To my surprise Youssi didn't seem too impressed at all. He actually said that it wasn't really that important that Beethoven was deaf, because he could hear all of his music in his head anyway. He was a musician after all, wasn't he? Well, you can probably guess my astonishment at this matter-of-factly statement.

A few years later, I was doing a contract job for a consulting firm that was run by an architect who was also a former employee of Bonyan. We were chatting one late night. It was during the "ordeal" surrounding the initial design of the National Library that had made quite a few of the "elite" of Iranian architecture uncomfortable. Some of the bigger names, including this ex-Bonyan architect, had participated in a meeting in our office to discuss the design. A model and coloured plans were made available for the occasion.

Our ex-Bonyan architect had been one of the few defending Youssi's design. Not because he found it beautiful or functional or anything. He simply couldn't grasp the design as it was too huge a building.
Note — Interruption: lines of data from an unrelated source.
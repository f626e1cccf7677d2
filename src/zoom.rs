//! Symbol Zoomer
//!
//! Zoom mode: parse one file (or reuse its cached tree), find a declaration
//! and run the adapter's body extraction over it.
//!
//! Symbol ids are resolved in this order:
//!
//! 1. `<module>`: the whole file as a synthetic module
//! 2. `kind:name:line`, the form produced by `Declaration::id()`
//! 3. `kind=name`, e.g. `function=add` or `fn=main`
//! 4. `name:line`
//! 5. `Parent.child` or `Parent::child`
//! 6. a plain name, first match in source order

use crate::adapters::{node_to_span, LanguageAdapter};
use crate::cache::{CachedParse, TreeCache};
use crate::comments;
use crate::determinism::canonicalize_block;
use crate::error::{AstError, Result};
use crate::ir::{Block, Declaration, DeclarationKind, DeclarationWalk, Span, UnknownKind};
use crate::orchestrator::{build_file, guard_adapter, non_whitespace, parse_tree, BuildOptions};
use crate::provider::{ContextWindow, MicroscopeModel, ZoomOptions};
use crate::registry::AdapterRegistry;
use crate::source::{checksum, decode, detect_language, normalize_path, Decoded, SourceLoader};
use std::path::Path;

/// Symbol id selecting the whole file
pub const MODULE_SYMBOL: &str = "<module>";

/// Zoom-mode driver over a registry, a source loader and a parse cache
pub struct SymbolZoomer<'a> {
    registry: &'a AdapterRegistry,
    loader: &'a dyn SourceLoader,
    cache: &'a TreeCache,
}

impl<'a> SymbolZoomer<'a> {
    pub fn new(registry: &'a AdapterRegistry, loader: &'a dyn SourceLoader, cache: &'a TreeCache) -> Self {
        Self {
            registry,
            loader,
            cache,
        }
    }

    /// Expand one symbol of `file_path`
    pub fn zoom(&self, file_path: &Path, symbol_id: &str, options: &ZoomOptions) -> Result<MicroscopeModel> {
        if options.cancellation.is_cancelled() {
            return Err(AstError::Cancelled);
        }
        let path = normalize_path(&file_path.to_string_lossy());

        let bytes = self
            .loader
            .read(file_path)
            .map_err(|err| AstError::from_io(&path, &err))?;
        let language = detect_language(file_path, &bytes);
        let adapter = self.registry.get(language)?;
        let source = match decode(&bytes) {
            Decoded::Clean(text) | Decoded::Lossy { text, .. } => text,
            Decoded::Binary => return Err(AstError::parse_error(format!("{} is not a text file", path))),
        };

        let parsed = self.parse(adapter, &path, source)?;
        let source = parsed.source.as_str();

        let symbol = if symbol_id == MODULE_SYMBOL {
            module_declaration(&parsed)
        } else {
            resolve(&parsed.file.declarations, symbol_id)
                .cloned()
                .ok_or_else(|| AstError::SymbolNotFound {
                    file: path.clone(),
                    symbol: symbol_id.to_string(),
                })?
        };

        let body = if symbol.body_span.is_some() {
            guard_adapter(|| adapter.extract_body(&parsed.tree, source, &symbol, options)).map_err(|message| {
                tracing::warn!(path = %path, symbol = %symbol_id, panic = %message, "adapter failure");
                AstError::parse_error_with_partial(format!("adapter failure: {}", message), parsed.file.clone())
            })?
        } else {
            None
        };
        let body = body.map(|mut block| {
            comments::attach_in_block(&mut block, &symbol.name, source);
            canonicalize_block(&mut block);
            block
        });

        if let Some(block) = &body {
            if is_suspect_body(block, source) {
                return Err(AstError::parse_error_with_partial(
                    format!("syntax errors cover most of the body of {}", symbol.name),
                    parsed.file.clone(),
                ));
            }
        }

        let context = (options.context_lines > 0).then(|| context_window(source, &symbol.span, options.context_lines));
        let source_text = source.get(symbol.span.start..symbol.span.end).unwrap_or("").to_string();

        tracing::debug!(path = %path, symbol = %symbol_id, kind = symbol.kind.as_str(), "zoomed");
        Ok(MicroscopeModel {
            file_path: path,
            language,
            symbol,
            body,
            context,
            source_text,
        })
    }

    /// Cached parse for `path`, built when missing or stale
    ///
    /// Adapter failures are returned as errors and never cached.
    fn parse(&self, adapter: &dyn LanguageAdapter, path: &str, source: String) -> Result<std::sync::Arc<CachedParse>> {
        let sum = checksum(&source);
        self.cache.get_or_insert_with(path, &sum, || {
            let tree = parse_tree(adapter, &source)?;
            let extraction = build_file(adapter, &tree, &source, path, BuildOptions::zoom());
            if let Some(failure) = extraction.adapter_failure {
                return Err(AstError::parse_error_with_partial(
                    format!("adapter failure: {}", failure),
                    extraction.file,
                ));
            }
            Ok(CachedParse {
                checksum: sum.clone(),
                tree,
                source,
                file: extraction.file,
            })
        })
    }
}

/// The whole file as one declaration; its body is the top-level code
fn module_declaration(parsed: &CachedParse) -> Declaration {
    let mut module = Declaration::new(MODULE_SYMBOL.to_string(), DeclarationKind::Module, parsed.file.span);
    module.body_span = Some(node_to_span(&parsed.tree.root_node()));
    module
}

/// Find the declaration `id` names
pub fn resolve<'d>(declarations: &'d [Declaration], id: &str) -> Option<&'d Declaration> {
    let walk = || DeclarationWalk::new(declarations);

    if let Some(found) = walk().find(|d| d.id() == id) {
        return Some(found);
    }

    if let Some((kind, name)) = id.split_once('=') {
        if let Some(kind) = DeclarationKind::parse(kind) {
            return walk().find(|d| d.kind == kind && d.name == name);
        }
    }

    if let Some((name, line)) = id.rsplit_once(':') {
        if let Ok(line) = line.parse::<usize>() {
            return walk()
                .find(|d| d.name == name && d.span.start_line == line)
                .or_else(|| {
                    walk()
                        .filter(|d| d.name == name && d.span.contains_line(line))
                        .last()
                });
        }
    }

    for separator in ["::", "."] {
        if let Some((parent, child)) = id.rsplit_once(separator) {
            let parent = parent.rsplit(separator).next().unwrap_or(parent);
            let found = walk()
                .filter(|d| d.name == parent)
                .find_map(|d| d.children.iter().find(|c| c.name == child));
            if found.is_some() {
                return found;
            }
        }
    }

    walk().find(|d| d.name == id)
}

/// Syntax errors cover more than half of the body's non-whitespace bytes
fn is_suspect_body(block: &Block, source: &str) -> bool {
    let damaged: usize = block
        .all_unknowns()
        .iter()
        .filter(|u| u.kind == UnknownKind::SyntaxError)
        .map(|u| non_whitespace(source, &u.span))
        .sum();
    damaged * 2 > non_whitespace(source, &block.span)
}

/// Up to `lines` raw lines before and after `span`
fn context_window(source: &str, span: &Span, lines: usize) -> ContextWindow {
    let all: Vec<&str> = source.lines().collect();
    let first = span.start_line.saturating_sub(1).min(all.len());
    let after_start = span.end_line.min(all.len());
    let after_end = (after_start + lines).min(all.len());

    ContextWindow {
        before: all[first.saturating_sub(lines)..first].iter().map(|l| l.to_string()).collect(),
        after: all[after_start..after_end].iter().map(|l| l.to_string()).collect(),
    }
}
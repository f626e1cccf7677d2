//! WebAssembly bindings
//!
//! Only in-memory parsing is exposed; there is no filesystem in the browser.

use crate::ir::LanguageId;
use wasm_bindgen::prelude::*;

/// Parse `source` as `language` (a name such as `"typescript"` or `"py"`)
/// and return the index-mode `File`
///
/// A damaged parse still returns its partial `File`.
#[wasm_bindgen(js_name = parseSource)]
pub fn parse_source(source: &str, language: &str) -> Result<JsValue, JsValue> {
    let language = LanguageId::from_name(language);
    let file = match crate::parse_file(source, language) {
        Ok(file) => file,
        Err(err) if err.has_partial() => match err.take_partial() {
            Some(file) => file,
            None => return Err(JsValue::from_str("parse failed")),
        },
        Err(err) => return Err(JsValue::from_str(&err.to_string())),
    };
    serde_wasm_bindgen::to_value(&file).map_err(|e| JsValue::from_str(&e.to_string()))
}

/// Names of the languages with an adapter
#[wasm_bindgen(js_name = supportedLanguages)]
pub fn supported_languages() -> Vec<JsValue> {
    crate::supported_languages()
        .into_iter()
        .map(|language| JsValue::from_str(language.name()))
        .collect()
}

/// Crate version
#[wasm_bindgen]
pub fn version() -> String {
    crate::VERSION.to_string()
}
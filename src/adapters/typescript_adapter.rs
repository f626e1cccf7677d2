//! TypeScript/JavaScript Language Adapter
//!
//! One adapter type serves four grammars: TypeScript, TSX, JavaScript and JSX
//! (JSX files parse with the JavaScript grammar, which accepts JSX syntax).
//! Extracts functions, classes, interfaces, type aliases, enums, namespaces,
//! variables, ES imports/re-exports and top-level `require` calls.

use super::body::{walk_declaration, BodySyntax, CallShape, FlowShape, NodeRole};
use super::{
    c_style_comment, collect_nodes, count_arguments, find_child_by_kind, has_token, named_children,
    node_text, node_to_span, normalize_callee, signature_span, span_from_offsets, unquote, LanguageAdapter,
};
use crate::ir::{
    Block, Comment, ControlFlowKind, Declaration, DeclarationKind, ImportKind, ImportLike, LanguageId,
    Parameter, Visibility,
};
use crate::provider::ZoomOptions;
use tree_sitter::{Node, Tree};

/// TypeScript/JavaScript language adapter using Tree-sitter
pub struct TypeScriptAdapter {
    language: tree_sitter::Language,
    language_id: LanguageId,
}

impl TypeScriptAdapter {
    /// Create a new TypeScript adapter
    pub fn new() -> Self {
        Self::typescript()
    }

    pub fn typescript() -> Self {
        Self {
            language: tree_sitter_typescript::LANGUAGE_TYPESCRIPT.into(),
            language_id: LanguageId::TypeScript,
        }
    }

    /// Create a new TSX adapter
    pub fn tsx() -> Self {
        Self {
            language: tree_sitter_typescript::LANGUAGE_TSX.into(),
            language_id: LanguageId::Tsx,
        }
    }

    /// Create a new JavaScript adapter
    pub fn javascript() -> Self {
        Self {
            language: tree_sitter_javascript::LANGUAGE.into(),
            language_id: LanguageId::JavaScript,
        }
    }

    /// Create a new JSX adapter
    pub fn jsx() -> Self {
        Self {
            language: tree_sitter_javascript::LANGUAGE.into(),
            language_id: LanguageId::Jsx,
        }
    }
}

impl Default for TypeScriptAdapter {
    fn default() -> Self {
        Self::new()
    }
}
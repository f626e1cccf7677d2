//! orrery: Multi-language Structural Code Indexer
//!
//! Parses source files with Tree-sitter and maps each language's tree onto one
//! language-agnostic IR, so tools can reason about code structure without
//! knowing about any particular grammar.
//!
//! # Design Philosophy
//!
//! - Best-effort recovery over formal correctness
//! - Explicit uncertainty via `UnknownNode` markers
//! - Never silently drop content we can't parse
//! - Same input, same output: every list is in source order and JSON is
//!   emitted with sorted keys
//!
//! # Two Operating Modes
//!
//! 1. **Index (Planetarium)**: project-wide scan
//!    - Declarations with their children, imports, file-level comments
//!    - Bodies recorded only as spans
//!
//! 2. **Zoom (Microscope)**: one symbol in depth
//!    - Control flow, calls, comments and unknowns inside the body
//!    - Depth bounded; repeat zooms reuse a cached parse
//!
//! # Example
//!
//! ```rust,ignore
//! use orrery::{index_project, zoom_into, IndexOptions, ZoomOptions};
//! use std::path::Path;
//!
//! let model = index_project(Path::new("."), &IndexOptions::default())?;
//! for (path, file) in &model.files {
//!     println!("{}: {} declarations", path, file.total_declarations());
//! }
//!
//! let run = zoom_into(Path::new("src/main.rs"), "fn=main", &ZoomOptions::default())?;
//! println!("{} calls", run.body.map(|b| b.all_calls().len()).unwrap_or(0));
//! ```

pub mod adapters;
pub mod cache;
pub mod comments;
pub mod config;
pub mod determinism;
pub mod error;
pub mod indexer;
pub mod ir;
pub mod orchestrator;
pub mod provider;
pub mod registry;
pub mod source;
pub mod walker;
pub mod zoom;

#[cfg(feature = "wasm")]
pub mod wasm;

// Re-export core types for convenience
pub use ir::{
    // Blocks and control flow
    Block,
    Call,
    // Comments
    Comment,
    CommentKind,
    ControlFlow,
    ControlFlowKind,
    // Declarations
    Declaration,
    DeclarationKind,
    // Core types
    File,
    ImportKind,
    // Imports
    ImportLike,
    // Language
    LanguageId,
    Parameter,
    Span,
    // Error recovery
    UnknownKind,
    UnknownNode,
    UnparsedBlock,
    Visibility,
};

pub use adapters::LanguageAdapter;
pub use config::ProjectConfig;
pub use error::{AstError, FatalError, IndexError};
pub use provider::{
    AstProvider, CancellationToken, ContextWindow, IndexOptions, IndexStats, LanguageStats,
    MicroscopeModel, PlanetariumModel, TreeSitterProvider, ZoomOptions,
};
pub use registry::AdapterRegistry;
pub use zoom::MODULE_SYMBOL;

use lazy_static::lazy_static;
use std::collections::BTreeSet;
use std::path::Path;

/// Version of the IR schema
pub const IR_VERSION: &str = "v1";

/// Crate version
pub const VERSION: &str = env!("CARGO_PKG_VERSION");

lazy_static! {
    static ref DEFAULT_PROVIDER: TreeSitterProvider = TreeSitterProvider::new();
}

/// Index a project with the default provider
pub fn index_project(root: &Path, options: &IndexOptions) -> Result<PlanetariumModel, FatalError> {
    DEFAULT_PROVIDER.index_project(root, options)
}

/// Zoom into one symbol with the default provider
///
/// Repeat zooms into the same file share the default provider's parse cache.
pub fn zoom_into(file_path: &Path, symbol_id: &str, options: &ZoomOptions) -> error::Result<MicroscopeModel> {
    DEFAULT_PROVIDER.zoom_into(file_path, symbol_id, options)
}

/// Index-mode `File` for in-memory source
pub fn parse_file(source: &str, language: LanguageId) -> error::Result<File> {
    DEFAULT_PROVIDER.parse_file(source, language)
}

/// Languages with a built-in adapter
pub fn supported_languages() -> BTreeSet<LanguageId> {
    DEFAULT_PROVIDER.supported_languages()
}
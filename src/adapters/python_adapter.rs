//! Python Language Adapter
//!
//! Extracts functions, classes, methods, decorated definitions and
//! module-level assignments, plus `import` / `from ... import` statements.
//! Docstrings become the `doc_comment` of their definition; the module
//! docstring is reported as an inner doc comment.

use super::body::{walk_declaration, BodySyntax, CallShape, FlowShape, NodeRole};
use super::{
    clean_docstring, collect_nodes, count_arguments, hash_comment, named_children, node_text, node_to_span,
    normalize_callee, signature_span, LanguageAdapter,
};
use crate::ir::{
    Block, Comment, CommentKind, ControlFlowKind, Declaration, DeclarationKind, ImportKind, ImportLike, LanguageId,
    Parameter, Visibility,
};
use crate::provider::ZoomOptions;
use tree_sitter::{Node, Tree};

/// Python language adapter using Tree-sitter
pub struct PythonAdapter {
    language: tree_sitter::Language,
}

impl PythonAdapter {
    /// Create a new Python adapter
    pub fn new() -> Self {
        Self {
            language: tree_sitter_python::LANGUAGE.into(),
        }
    }
}

impl Default for PythonAdapter {
    fn default() -> Self {
        Self::new()
    }
}

impl LanguageAdapter for PythonAdapter {
    fn language(&self) -> LanguageId {
        LanguageId::Python
    }

    fn grammar(&self) -> tree_sitter::Language {
        self.language.clone()
    }

    fn extract_declarations(&self, tree: &Tree, source: &str) -> Vec<Declaration> {
        named_children(&tree.root_node())
            .iter()
            .filter_map(|child| self.statement(child, source, false))
            .collect()
    }

    fn extract_imports(&self, tree: &Tree, source: &str) -> Vec<ImportLike> {
        let mut imports = Vec::new();
        for child in named_children(&tree.root_node()) {
            match child.kind() {
                "import_statement" => imports.extend(self.import_statement(&child, source)),
                "import_from_statement" | "future_import_statement" => {
                    imports.extend(self.from_import(&child, source))
                }
                _ => {}
            }
        }
        imports
    }

    fn extract_comments(&self, tree: &Tree, source: &str) -> Vec<Comment> {
        let mut comments: Vec<Comment> = collect_nodes(tree, |node| node.kind() == "comment")
            .iter()
            .map(|node| hash_comment(node_text(node, source), node_to_span(node)))
            .collect();

        if let Some(mut docstring) = docstring(&tree.root_node(), source) {
            docstring.inner = true;
            comments.push(docstring);
            comments.sort_by_key(|c| (c.span.start, c.span.end));
        }
        comments
    }

    fn extract_body(
        &self,
        tree: &Tree,
        source: &str,
        declaration: &Declaration,
        options: &ZoomOptions,
    ) -> Option<Block> {
        walk_declaration(self, tree, source, declaration, options)
    }

    /// Python has no modifiers: `__dunder__` is public, a leading underscore private
    fn extract_visibility(&self, node: &Node, source: &str) -> Visibility {
        let Some(name) = node.child_by_field_name("name") else {
            return Visibility::Unknown;
        };
        name_visibility(node_text(&name, source))
    }
}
But his rationale for defending it was interesting. He said he couldn't understand the design and neither could the others. But he was sure Youssi knew what he had done, and that was good enough for him. Then he made this point: "Youssi's mind is like a virtual reality system. Unlike the rest of us, he doesn't draw something on paper trying then to envisage what it will look like. He creates the whole building in his head first and then draws the lines. He's the only one I've seen with this capability. None of the others could start grasping what he has done even if they pored over the plans for days."

It was quite a while later that I finally related these two incidences; hence the revelation. Youssi wasn't downplaying Beethoven's capability. Rather, in his unassuming manner, he was acknowledging, as something natural or to-be-expected, a faculty they both shared, be it in different domains.